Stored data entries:
◆ ◆ ◆
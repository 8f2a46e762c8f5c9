//! Network seam used by the cache worker for every non-cached fetch.

use async_trait::async_trait;

use crate::error::{CacheError, Result};

use super::types::{Request, Response};

#[async_trait]
pub trait Network: Send + Sync {
    /// Perform `request`. Transport failures are errors; HTTP error
    /// statuses are ordinary responses.
    async fn fetch(&self, request: &Request) -> Result<Response, CacheError>;
}

#[cfg(feature = "rest")]
pub use http::HttpNetwork;

#[cfg(feature = "rest")]
mod http {
    use std::collections::BTreeMap;
    use std::time::Duration;

    use super::*;

    /// `Network` over `reqwest`.
    pub struct HttpNetwork {
        client: reqwest::Client,
    }

    impl HttpNetwork {
        pub fn new(timeout: Duration) -> Result<Self, CacheError> {
            let client = reqwest::Client::builder()
                .timeout(timeout)
                .build()
                .map_err(|e| CacheError::Client(e.to_string()))?;
            Ok(Self { client })
        }
    }

    #[async_trait]
    impl Network for HttpNetwork {
        async fn fetch(&self, request: &Request) -> Result<Response, CacheError> {
            let network_err = |e: reqwest::Error| CacheError::Network {
                url: request.url.to_string(),
                message: e.to_string(),
            };

            let method = reqwest::Method::from_bytes(request.method.as_bytes()).map_err(|e| {
                CacheError::Network {
                    url: request.url.to_string(),
                    message: e.to_string(),
                }
            })?;
            let mut builder = self.client.request(method, request.url.clone());
            for (name, value) in &request.headers {
                builder = builder.header(name.as_str(), value.as_str());
            }

            let response = builder.send().await.map_err(network_err)?;
            let status = response.status().as_u16();
            let mut headers = BTreeMap::new();
            for (name, value) in response.headers() {
                if let Ok(v) = value.to_str() {
                    headers.insert(name.as_str().to_string(), v.to_string());
                }
            }
            let body = response.bytes().await.map_err(network_err)?.to_vec();
            Ok(Response {
                status,
                headers,
                body,
            })
        }
    }
}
◆ ◆ ◆
Your reply must be one number: the count of lines in the records above that contain the string "builder".

**Solution to this problem**
4